Thirty minutes after the last administration of drinking water or honey or drugs respectively, KA (15 mg/kg body weight; 10 mg/ml in normal saline) was administered subcutaneously (s.c.) to all groups except for the control group, which received subcutaneous injection of normal saline. The dose of KA (15 mg/kg body weight; s.c.) has been previously reported to be sufficient to inflict a significant injury in the different regions of the brain (i.e. amygdala, hippocampus and cortex) and all tested parameters (i.e. citrulline level, total adenine nucleotides and total creatine compounds), to reach their peaks after 2 h following KA administration [26].

Seizure characteristics

Following KA administration, animals were monitored for 4 h and the time to the onset of first generalized tonic-clonic seizures (characterized by stage 4 described by Zhang et al. [2]) was recorded. Since this study used single high dose KA treatments which were associated with a high mortality rate, special efforts were made to improve the survival rate of KA-treated animals. To reduce mortality [27], diazepam (10 mg/kg body weight; Atlantic Laboratories Corp. Ltd., Thailand) was administered intraperitoneally, approximately 90 min after the first generalized seizure to animals of 24 h and 48 h subgroup, except for the control groups, which received an equivalent amount of normal saline. Subcutaneous normal saline injection was administered periodically during the first 24 h recovery period.

The open-field test procedure

For the study 1 only, behavioral change was observed using an open field test (OFT) to assess the locomotor activity of animals. With the exception of 2 h subgroups, locomotor activity of animals was documented in the 24 h and 48 h subgroups from each major group. The animals were tested one at a time and handled by their tails at all times. The animals were individually placed at the central square of the OFT apparatus (90 cm x 90 cm x 27 cm, consisting of 25 equally sized squares measuring 18 cm x 18 cm each). Animals were allowed to explore freely the area for 15 min while the locomotor activity was recorded using the video-tracking system. After each trial, the animals were returned to their cage and the apparatus was cleaned between each rat using 30% ethyl alcohol and allowed to dry between trials. All tests were conducted between 8 am and 2 pm. The OFT was performed using an in-house built-in OFT apparatus from the Department of Neurosciences, School of Medical Sciences Universiti Sains Malaysia, Kelantan, Malaysia and SMART software (Panlab, Harvard) from BRAINetwork, Universiti Sains Malaysia, Kelantan, Malaysia. Locomotor activity of animals was assessed based on the number of line crossing (the frequency of crossing one of the black grid lines with all four paws) in the OFT apparatus in 15 min duration. The behavioral of animals were observed and analyzed by an observer blinded with respect to the experimental groups.

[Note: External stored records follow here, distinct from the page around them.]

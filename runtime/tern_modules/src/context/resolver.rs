//! Import resolution.
//!
//! # Algorithm
//!
//! [`Context::import`] caches one module object per identifier:
//!
//! 1. validate the identifier and check the location against the allowed
//!    roots, before touching the registry or the loader
//! 2. registry hit: return it
//! 3. miss: read the source, then run a collector safepoint
//! 4. compile and instantiate; nothing is cached if this fails
//! 5. publish, unless a re-entrant import published the same identifier
//!    first, in which case that object wins and ours is garbage
//! 6. evaluate top-level code; on failure the entry is withdrawn
//! 7. return the reference, re-read from the registry since evaluation may
//!    have collected
//!
//! [`Context::import_specifier`] maps an import specifier (relative path,
//! absolute URI or bare name) to an identifier and location first.

use super::Context;
use crate::errors::{EvaluationError, ImportError};
use crate::evaluator::{ImportScope, SourceText};
use crate::id::ModuleId;
use crate::object::ModuleObject;
use crate::registry::ModuleRegistry;
use crate::stack::ensure_sufficient_stack;
use crate::uri::{is_relative_specifier, ModuleUri};
use std::rc::Rc;
use tern_heap::GcRef;
use tracing::{debug, trace};

/// Extension appended to bare specifiers when probing the search path.
const MODULE_EXTENSION: &str = ".js";

#[derive(Copy, Clone, Debug, PartialEq, Eq)]
enum RegistryKind {
    Modules,
    Internal,
}

impl Context {
    /// Import the module `id` from `location`, or return the cached object.
    ///
    /// The returned reference is current until the next safepoint. Callers
    /// that hold it across another import must root it.
    #[tracing::instrument(level = "debug", skip_all, fields(id = id, location = %location))]
    pub fn import(
        &mut self,
        id: &str,
        scope: &ImportScope,
        location: &ModuleUri,
    ) -> Result<GcRef, ImportError> {
        self.import_into(RegistryKind::Modules, id, scope, location)
    }

    /// Resolve `specifier` as seen from `scope` and import it.
    ///
    /// - `./x.js`, `../x.js`: relative to the importer's location
    /// - `file:///x.js`, `resource:///x.js`: imported under the normalized URI
    /// - `gettext`: found on the search path and cached in the internal
    ///   registry under the bare name
    #[tracing::instrument(level = "debug", skip_all, fields(specifier = specifier))]
    pub fn import_specifier(
        &mut self,
        specifier: &str,
        scope: &ImportScope,
    ) -> Result<GcRef, ImportError> {
        if specifier.is_empty() {
            return Err(ImportError::invalid_identifier(
                specifier,
                "specifier is empty",
            ));
        }

        if let Some(object) = self
            .modules
            .lookup(specifier)
            .or_else(|| self.internal_modules.lookup(specifier))
        {
            trace!("specifier already registered");
            return Ok(object);
        }

        if is_relative_specifier(specifier) {
            let base = self.importer_location(specifier, scope)?;
            let location = base.resolve_relative(specifier).ok_or_else(|| {
                ImportError::invalid_identifier(specifier, "cannot resolve relative path")
            })?;
            return self.import(location.as_str(), scope, &location);
        }

        if let Some(location) = ModuleUri::parse(specifier) {
            return self.import(location.as_str(), scope, &location);
        }

        self.import_bare(specifier, scope)
    }

    fn import_bare(
        &mut self,
        specifier: &str,
        scope: &ImportScope,
    ) -> Result<GcRef, ImportError> {
        let id = ModuleId::new(specifier)?;
        let file_name = format!("{specifier}{MODULE_EXTENSION}");
        let candidates: Vec<ModuleUri> = self
            .config
            .search_path
            .iter()
            .filter_map(|root| root.join(&file_name))
            .collect();

        // Every candidate is checked before the first probe.
        if let Some(denied) = candidates.iter().find(|c| !self.config.permits(c)) {
            debug!(candidate = %denied, "search candidate outside the allowed roots");
            return Err(ImportError::permission_denied(id.as_str(), denied));
        }

        let Some(location) = candidates
            .iter()
            .find(|candidate| self.loader.exists(candidate))
            .cloned()
        else {
            debug!(candidates = candidates.len(), "not found on search path");
            return Err(ImportError::module_not_found(specifier, &candidates));
        };

        debug!(location = %location, "found on search path");
        self.import_into(RegistryKind::Internal, id.as_str(), scope, &location)
    }

    /// Location relative specifiers from `scope` resolve against.
    fn importer_location(
        &self,
        specifier: &str,
        scope: &ImportScope,
    ) -> Result<ModuleUri, ImportError> {
        let location = scope.location().cloned().or_else(|| {
            let importer = scope.importer()?;
            let object = self
                .modules
                .lookup(importer.as_str())
                .or_else(|| self.internal_modules.lookup(importer.as_str()))?;
            self.module(object).and_then(ModuleObject::uri).cloned()
        });

        let Some(location) = location else {
            return Err(ImportError::invalid_identifier(
                specifier,
                "cannot import from relative path when module path is unknown",
            ));
        };
        if !location.is_hierarchical() || !self.config.resolves_relative(location.scheme()) {
            return Err(ImportError::invalid_identifier(
                specifier,
                &format!(
                    "relative imports are not supported from '{}' modules",
                    location.scheme()
                ),
            ));
        }
        Ok(location)
    }

    fn import_into(
        &mut self,
        kind: RegistryKind,
        id: &str,
        scope: &ImportScope,
        location: &ModuleUri,
    ) -> Result<GcRef, ImportError> {
        let id = ModuleId::new(id)?;
        if !self.config.permits(location) {
            debug!("location outside the allowed roots");
            return Err(ImportError::permission_denied(id.as_str(), location));
        }

        if let Some(object) = self.registry_of(kind).lookup(id.as_str()) {
            trace!(object = %object, "cache hit");
            return Ok(object);
        }

        let limit = self.config.max_import_depth;
        if self.import_stack.len() >= limit {
            debug!(limit, "import nesting limit reached");
            return Err(ImportError::evaluation_failure(
                &id,
                location,
                &EvaluationError::new(format!(
                    "import nesting exceeds the limit of {limit} (cyclic import?)"
                )),
            ));
        }

        self.import_stack.push(id.clone());
        let result =
            ensure_sufficient_stack(|| self.load_and_publish(kind, &id, scope, location));
        self.import_stack.pop();
        result
    }

    fn load_and_publish(
        &mut self,
        kind: RegistryKind,
        id: &ModuleId,
        scope: &ImportScope,
        location: &ModuleUri,
    ) -> Result<GcRef, ImportError> {
        debug!("cache miss");
        let bytes = self.loader.read_source(location).map_err(|error| {
            debug!(error = %error, "load failed");
            ImportError::load_failure(id, location, error)
        })?;
        self.safepoint();

        let evaluator = Rc::clone(&self.evaluator);
        let source = SourceText {
            id,
            location,
            bytes: &bytes,
        };
        let object = evaluator
            .compile_and_instantiate(self, &source, scope)
            .map_err(|error| {
                debug!(error = %error, "instantiation failed");
                ImportError::evaluation_failure(id, location, &error)
            })?;

        if !self.heap.contains(object) {
            debug!(object = %object, "instantiation returned a stale reference");
            return Err(ImportError::evaluation_failure(
                id,
                location,
                &EvaluationError::new(
                    "instantiation returned a module reference that did not survive collection",
                ),
            ));
        }

        if let Some(existing) = self.registry_of(kind).lookup(id.as_str()) {
            debug!(existing = %existing, "re-entrant import published first, discarding instance");
            return Ok(existing);
        }
        self.registry_of_mut(kind).insert(id.clone(), object);
        debug!(object = %object, "published");

        if let Err(error) = evaluator.evaluate(self, id, object) {
            self.registry_of_mut(kind).withdraw(id.as_str());
            debug!(error = %error, "evaluation failed, entry withdrawn");
            return Err(ImportError::evaluation_failure(id, location, &error));
        }

        match self.registry_of(kind).lookup(id.as_str()) {
            Some(object) => Ok(object),
            None => unreachable!("published module '{id}' vanished during evaluation"),
        }
    }

    fn registry_of(&self, kind: RegistryKind) -> &ModuleRegistry {
        match kind {
            RegistryKind::Modules => &self.modules,
            RegistryKind::Internal => &self.internal_modules,
        }
    }

    fn registry_of_mut(&mut self, kind: RegistryKind) -> &mut ModuleRegistry {
        match kind {
            RegistryKind::Modules => &mut self.modules,
            RegistryKind::Internal => &mut self.internal_modules,
        }
    }
}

Preparation of tissue samples

For the study 1, depending on the time of sacrifice (after 2 h, 24 h and 48 h of KA administration), following the completion of the behavioral experiment, all major group of rats were decapitated using guillotine (Harvard Apparatus, USA) after 2 h, 24 h and 48 h of KA administration with the respective control groups. The cerebral cortex was rapidly, carefully removed, weighed and thoroughly washed with an ice-cold (0° - 4 °C) normal saline to remove any excess blood. The cerebral cortex was minced to small pieces and homogenized to make 7.5% (w/v) homogenates in ice-cold 0.1 M sodium phosphate buffer, Ph 7.4, using ice-chilled glass-homogenizing vessel in a tissue homogenizer fitted with Teflon pestle (Glas-Col, USA) at 900 rpm for 90 s. Then, the homogenates were centrifuged in a refrigerated centrifuge at 4000 rpm for 15 min at 4 °C to remove nuclei and debris. The resulting supernatant fraction of homogenates was used for the measurement of lipid peroxidation and total antioxidant status.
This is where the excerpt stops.